**Task objective**
Each line in the records that mentions the word "zero" needs to be listed.

*** Begin section ***

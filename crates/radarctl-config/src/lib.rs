//! Shared configuration for the radar control service and its clients.
//!
//! Both `radarctld` and `radarctl-probe` load the same [`Config`] through
//! `ortho_config`, which layers built-in defaults, an optional TOML file
//! (`--config-path` or `RADARCTL_CONFIG_PATH`), `RADARCTL_*` environment
//! variables, and command-line flags, in that order of precedence.
//!
//! The crate also owns the small amount of transport vocabulary the two
//! binaries must agree on: the daemon's TCP [`SocketEndpoint`] and the
//! resolution of the well-known service name into a port via a
//! [`ServiceTable`].

use std::time::Duration;

use camino::{Utf8Path, Utf8PathBuf};
use ortho_config::OrthoConfig;
use serde::{Deserialize, Serialize};

mod defaults;
mod logging;
mod service;
mod socket;

pub use defaults::{
    DEFAULT_CONNECT_TIMEOUT_MS, DEFAULT_LISTEN_HOST, DEFAULT_LOG_FILTER, DEFAULT_SERVICE_NAME,
    DEFAULT_SERVICES_PATH, DEFAULT_TCP_PORT, default_connect_timeout_ms, default_fallback_port,
    default_log_filter, default_log_filter_string, default_log_format, default_service_name,
    default_services_path, default_socket_endpoint,
};
pub use logging::{LogFormat, LogFormatParseError};
pub use service::{ServiceEntry, ServiceResolveError, ServiceTable, resolve_service_port};
pub use socket::{SocketEndpoint, SocketParseError};

/// Layered configuration shared by the daemon and the probe.
///
/// Every field carries an `ortho_config` default so the defaults layer is
/// complete on its own; the serde defaults cover configuration files read
/// outside the loader.
#[derive(Debug, Clone, PartialEq, Eq, Deserialize, Serialize, OrthoConfig)]
#[ortho_config(prefix = "RADARCTL")]
pub struct Config {
    /// Endpoint the daemon listens on.
    #[serde(default = "defaults::default_socket_endpoint")]
    #[ortho_config(default = defaults::default_socket_endpoint())]
    pub daemon_socket: SocketEndpoint,
    /// Service name (or numeric port) the probe resolves to find the daemon.
    #[serde(
        default = "defaults::default_service_name",
        deserialize_with = "service::deserialize_service_name"
    )]
    #[ortho_config(default = defaults::default_service_name())]
    pub service_name: String,
    /// Services database consulted when resolving `service_name`.
    #[serde(default = "defaults::default_services_path")]
    #[ortho_config(default = defaults::default_services_path())]
    pub services_path: Utf8PathBuf,
    /// Port used when `service_name` is absent from the services database.
    #[serde(default = "defaults::default_fallback_port")]
    #[ortho_config(default = defaults::DEFAULT_TCP_PORT)]
    pub fallback_port: Option<u16>,
    /// Upper bound for establishing each candidate connection.
    #[serde(default = "defaults::default_connect_timeout_ms")]
    #[ortho_config(default = defaults::DEFAULT_CONNECT_TIMEOUT_MS)]
    pub connect_timeout_ms: u64,
    /// Optional bound on each blocking read; unset means reads block until
    /// data or end-of-stream.
    #[serde(default)]
    pub read_timeout_ms: Option<u64>,
    /// `tracing` filter expression.
    #[serde(default = "defaults::default_log_filter_string")]
    #[ortho_config(default = defaults::default_log_filter_string())]
    pub log_filter: String,
    /// Log output format.
    #[serde(default = "defaults::default_log_format")]
    #[ortho_config(default = defaults::default_log_format())]
    pub log_format: LogFormat,
}

impl Default for Config {
    fn default() -> Self {
        Self {
            daemon_socket: default_socket_endpoint(),
            service_name: default_service_name(),
            services_path: default_services_path(),
            fallback_port: default_fallback_port(),
            connect_timeout_ms: default_connect_timeout_ms(),
            read_timeout_ms: None,
            log_filter: default_log_filter_string(),
            log_format: default_log_format(),
        }
    }
}

impl Config {
    /// Endpoint the daemon binds.
    #[must_use]
    pub fn daemon_socket(&self) -> &SocketEndpoint {
        &self.daemon_socket
    }

    /// Service name or numeric port used by clients.
    #[must_use]
    pub fn service_name(&self) -> &str {
        self.service_name.as_str()
    }

    /// Path to the services database.
    #[must_use]
    pub fn services_path(&self) -> &Utf8Path {
        self.services_path.as_path()
    }

    /// Port used when the service name cannot be found.
    #[must_use]
    pub fn fallback_port(&self) -> Option<u16> {
        self.fallback_port
    }

    /// Connection timeout applied to each candidate endpoint.
    #[must_use]
    pub fn connect_timeout(&self) -> Duration {
        Duration::from_millis(self.connect_timeout_ms)
    }

    /// Read timeout, when configured. A zero value is treated as unset since
    /// the standard library rejects zero socket timeouts.
    #[must_use]
    pub fn read_timeout(&self) -> Option<Duration> {
        self.read_timeout_ms
            .filter(|millis| *millis > 0)
            .map(Duration::from_millis)
    }

    /// Log filter expression.
    #[must_use]
    pub fn log_filter(&self) -> &str {
        self.log_filter.as_str()
    }

    /// Log output format.
    #[must_use]
    pub fn log_format(&self) -> LogFormat {
        self.log_format
    }
}
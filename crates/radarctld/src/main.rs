use std::io::{self, Write};
use std::process::ExitCode;

fn main() -> ExitCode {
    match radarctld::run_daemon() {
        Ok(()) => ExitCode::SUCCESS,
        Err(error) => {
            let mut stderr = io::stderr().lock();
            let _ = writeln!(stderr, "radarctld: {error}");
            ExitCode::FAILURE
        }
    }
}
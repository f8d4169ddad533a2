//! Control service bootstrap orchestration.

use std::sync::Arc;

use ortho_config::{OrthoConfig, OrthoError};
use thiserror::Error;

use radarctl_config::Config;

use crate::dispatch::{CommandRegistry, RegistryError, SessionHandler, SessionStats};
use crate::health::HealthReporter;
use crate::telemetry::{self, TelemetryError, TelemetryHandle};

/// Trait abstracting configuration loading for testability.
pub trait ConfigLoader: Send + Sync {
    /// Loads the service configuration.
    ///
    /// # Errors
    ///
    /// Returns the loader error when any configuration layer is invalid.
    fn load(&self) -> Result<Config, Arc<OrthoError>>;
}

/// Loader that delegates to [`Config::load`].
#[derive(Debug, Default, Clone, Copy)]
pub struct SystemConfigLoader;

impl ConfigLoader for SystemConfigLoader {
    fn load(&self) -> Result<Config, Arc<OrthoError>> {
        Config::load()
    }
}

/// Loader that returns a fixed configuration.
#[derive(Debug, Clone)]
pub struct StaticConfigLoader {
    config: Config,
}

impl StaticConfigLoader {
    /// Wraps `config`.
    #[must_use]
    pub fn new(config: Config) -> Self {
        Self { config }
    }
}

impl ConfigLoader for StaticConfigLoader {
    fn load(&self) -> Result<Config, Arc<OrthoError>> {
        Ok(self.config.clone())
    }
}

/// Errors surfaced during bootstrap.
#[derive(Debug, Error)]
pub enum BootstrapError {
    /// Configuration failed to load.
    #[error("failed to load configuration: {source}")]
    Configuration {
        /// Underlying loader error.
        #[source]
        source: Arc<OrthoError>,
    },
    /// Telemetry initialisation failed.
    #[error("failed to initialise telemetry: {source}")]
    Telemetry {
        /// Underlying telemetry error.
        #[source]
        source: TelemetryError,
    },
    /// A registered command clashes with a built-in.
    #[error("failed to register built-in commands: {source}")]
    Registry {
        /// Underlying registry error.
        #[source]
        source: RegistryError,
    },
}

/// Result of a successful bootstrap invocation.
pub struct Daemon {
    config: Config,
    registry: Arc<CommandRegistry>,
    stats: Arc<SessionStats>,
    telemetry: TelemetryHandle,
    reporter: Arc<dyn HealthReporter>,
}

impl Daemon {
    /// Accessor for the resolved configuration.
    #[must_use]
    pub fn config(&self) -> &Config {
        &self.config
    }

    /// The frozen registry sessions dispatch through.
    #[must_use]
    pub fn registry(&self) -> &Arc<CommandRegistry> {
        &self.registry
    }

    /// Session outcome counters shared with the `status` command.
    #[must_use]
    pub fn stats(&self) -> &Arc<SessionStats> {
        &self.stats
    }

    /// Accessor for the telemetry handle, primarily useful for testing.
    #[must_use]
    pub fn telemetry(&self) -> TelemetryHandle {
        self.telemetry
    }

    /// Reporter used for lifecycle events.
    #[must_use]
    pub fn reporter(&self) -> &Arc<dyn HealthReporter> {
        &self.reporter
    }

    /// Builds the connection handler serving this daemon's registry.
    #[must_use]
    pub fn session_handler(&self) -> SessionHandler {
        SessionHandler::new(Arc::clone(&self.registry), Arc::clone(&self.stats))
    }
}

impl std::fmt::Debug for Daemon {
    fn fmt(&self, formatter: &mut std::fmt::Formatter<'_>) -> std::fmt::Result {
        formatter
            .debug_struct("Daemon")
            .field("config", &self.config)
            .field("registry", &self.registry)
            .field("stats", &self.stats)
            .finish_non_exhaustive()
    }
}

/// Bootstraps the control service using the supplied collaborators.
///
/// `registry` holds the instrument commands; the built-ins are added ahead
/// of them and the result is frozen for sharing.
///
/// # Errors
///
/// Returns [`BootstrapError`] when configuration, telemetry, or built-in
/// registration fails. The reporter sees the failure
/// before it is returned.
pub fn bootstrap_with(
    loader: &dyn ConfigLoader,
    reporter: Arc<dyn HealthReporter>,
    registry: CommandRegistry,
) -> Result<Daemon, BootstrapError> {
    reporter.bootstrap_starting();
    match bootstrap_inner(loader, Arc::clone(&reporter), registry) {
        Ok(daemon) => {
            reporter.bootstrap_succeeded(&daemon.config, daemon.registry.len());
            Ok(daemon)
        }
        Err(error) => {
            reporter.bootstrap_failed(&error);
            Err(error)
        }
    }
}

fn bootstrap_inner(
    loader: &dyn ConfigLoader,
    reporter: Arc<dyn HealthReporter>,
    registry: CommandRegistry,
) -> Result<Daemon, BootstrapError> {
    let config = loader
        .load()
        .map_err(|source| BootstrapError::Configuration { source })?;
    let telemetry =
        telemetry::initialise(&config).map_err(|source| BootstrapError::Telemetry { source })?;

    let stats = Arc::new(SessionStats::new());
    let registry = registry
        .with_builtins(Arc::clone(&stats))
        .map_err(|source| BootstrapError::Registry { source })?;

    Ok(Daemon {
        config,
        registry,
        stats,
        telemetry,
        reporter,
    })
}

*** End section ***

**Task output**
    /// Read timeout, when configured. A zero value is treated as unset since
    /// the standard library rejects zero socket timeouts.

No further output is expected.